“The door!” she whispered.
The woman was across the room in an instant, on tip-toe, and drew the single slender bolt. The Queen made a sharp gesture; the woman fled back again on one side, and out through the further door, and the old man hobbled after her. It was as if every detail had been rehearsed. The door closed noiselessly.
Then the Queen rose up, as Robin, understanding, began to fumble with his breast. And, as he drew out the pyx, and placed it on the handkerchief (in reality a corporal), apparently so carelessly laid by the crucifix, Mary sank down in adoration of her Lord.
“Now, mon pere,” she whispered, still kneeling, but lifting her star-bright eyes. And the priest went across to the couch where the Queen had lain, and sat down on it.

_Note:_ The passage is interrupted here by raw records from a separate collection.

//! One resolution pass over the package graph

use crate::loader::environment::LoaderEnvironment;
use crate::loader::instantiate::load_provider;
use servload_domain::error::Result;
use servload_domain::{LoaderOptions, ProviderSet, ScanRequest};
use tracing::{debug, trace};

/// Scan once, collect every declaration of `service_name` under
/// `package_name`, and load each distinct provider path once.
///
/// Packages are visited in scan order and declarations in manifest order;
/// the first package to declare a path owns it. Any load failure aborts the
/// whole pass.
pub fn resolve_providers(
    env: &LoaderEnvironment,
    options: &LoaderOptions,
    package_name: &str,
    service_name: &str,
) -> Result<ProviderSet> {
    let request = ScanRequest::new(env.anchor())
        .with_ancestors(true)
        .with_caller_identification(options.caller_identification.clone());
    let packages = env.scanner().scan(&request)?;

    let mut providers = ProviderSet::new();
    let mut duplicates = 0_usize;
    for package in &packages {
        let Some(services) = &package.services else {
            continue;
        };
        for declaration in services.declarations_for(package_name, service_name) {
            let path = declaration.resolve(&package.directory);
            if providers.contains(&path) {
                trace!(
                    package = %package.name,
                    path = %path.display(),
                    "Provider already loaded from an earlier package"
                );
                duplicates += 1;
                continue;
            }
            let provider = load_provider(env.host(), &path)?;
            trace!(package = %package.name, path = %path.display(), "Loaded provider");
            providers.insert(path, provider);
        }
    }

    debug!(
        service = service_name,
        package = package_name,
        scanned = packages.len(),
        providers = providers.len(),
        duplicates,
        "Resolved service providers"
    );
    Ok(providers)
}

“In nomine Patris et Filii et Spiritus Sancti—” began Mary.
IV
When the confession was finished, Robin went across, at the Queen’s order, and tapped with his finger-nail upon the door, while she herself remained on her knees. The door opened instantly, and the two came in, the woman first, bearing two lighted tapers. She set these down one on either side of the crucifix, and herself knelt with the old physician.
... Then Robin gave holy communion to the Queen of the Scots....
V
She was back again on her couch now, once more as drowsy-looking as ever. The candlesticks were gone again; the handkerchief still in its place, and the woman back again behind the couch. The two men kneeled close beside her, near enough to hear every whisper.
“Listen, gentlemen,” she said softly, “I cannot tell you what you have done for my soul to-day—both of you, since I could never have had the priest without my friend.... I cannot reward you, but our Lord will do so abundantly.... Listen, I know that I am going to my death, and I thank God that I have made my peace with Him. I do not know if they will allow me to see a priest again. But I wish to say this to both of you—as I said just now in my confession, to you, mon pere—that I am wholly and utterly guiltless of the plot laid to my charge; that I had neither part nor wish nor consent in it. I desired only to escape from my captivity.... I would have made war, if I could, yes, but as for accomplishing or assisting in her Grace’s death, the thought was never near me. Those whom I thought my friends have entrapped me, and have given colour to the tale. I pray our Saviour to forgive them as I do; and with that Saviour now in my breast I tell you—and you may tell all the world if you will—that I am guiltless of what they impute to me. I shall die for my Religion, and nothing but that. And I thank you again, mon pere, et vous, mon ami, que vous avez....”
Her voice died away in inaudible French, and her eyes closed.